I've spent several recent afternoons this past week in London Grove Township, cleaning up a friend's long-neglected garden. This has involved pulling down grapevines that had climbed three stories high into the trees, uprooting dead shrubs, carefully clearing out pricker bushes (with my trusty old Smith & Hawken leather rose gauntlets), and gleefully destroying thick, hairy poison ivy vines that had actually worked their way inside the house's siding.

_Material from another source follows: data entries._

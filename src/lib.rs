//! Landscaping job price estimator with a desktop form and a command-line front end.

pub mod app;
pub mod config;
pub mod domain;
pub mod ui;
pub mod util;

pub use config::{AppConfig, ConfigError, OutputFormat};
pub use domain::{estimate, estimate_breakdown, Estimate, FormSnapshot, Price, Selections};
use std::sync::OnceLock;

use dioxus::prelude::*;

use crate::{
    config::AppConfig,
    domain::FormSnapshot,
    ui::{
        pages::{AboutPage, BreakdownDefault, EstimatorPage, RatesPage},
        shell::Shell,
    },
    util::assets,
};

static CONFIG: OnceLock<AppConfig> = OnceLock::new();

/// Hands the process configuration to the UI. Only the first call takes effect.
pub fn install_config(config: AppConfig) {
    if CONFIG.set(config).is_err() {
        tracing::warn!("app config already installed; ignoring");
    }
}

fn config() -> AppConfig {
    CONFIG.get().cloned().unwrap_or_default()
}

#[derive(Routable, Clone, PartialEq)]
pub enum Route {
    #[route("/")]
    Estimator {},
    #[route("/rates")]
    Rates {},
    #[route("/about")]
    About {},
}

#[component]
pub fn App() -> Element {
    // Lives above the router so the form survives page switches.
    let form = use_signal(FormSnapshot::default);
    use_context_provider(|| form);

    let show_breakdown = config().show_breakdown;
    use_context_provider(|| BreakdownDefault(show_breakdown));

    rsx! {
        document::Style { "{assets::main_css()}" }
        document::Style { "{assets::estimator_css()}" }
        Router::<Route> {}
    }
}

#[component]
pub fn Estimator() -> Element {
    rsx! { Shell { EstimatorPage {} } }
}

#[component]
pub fn Rates() -> Element {
    rsx! { Shell { RatesPage {} } }
}

#[component]
pub fn About() -> Element {
    rsx! { Shell { AboutPage {} } }
}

Yes, OK: I have some scratched legs and I've managed to contract a little bit of itchy poison ivy rash. But it's a small price to pay for the intellectual satisfaction of restoring order to an old garden. I've found swaths of long-forgotten daffodils and periwinkle hidden under the dead vines. And it is serious fun doing battle with grapevines so thick and enmeshed in the trees that I could use them for TRX suspension training.
I've loved every minute, as I knew I would. In fact, I volunteered for the task as soon as I saw the overgrown garden. The garden's owner is baffled by this. He wasn't aware that a few summers ago, on what turned out to be the hottest day of the year, I drove all the way out to Carlisle just to work on a friend's mother's garden (I got to uncover an old brick sidewalk!).
Come to think of it, that garden owner was pretty baffled too.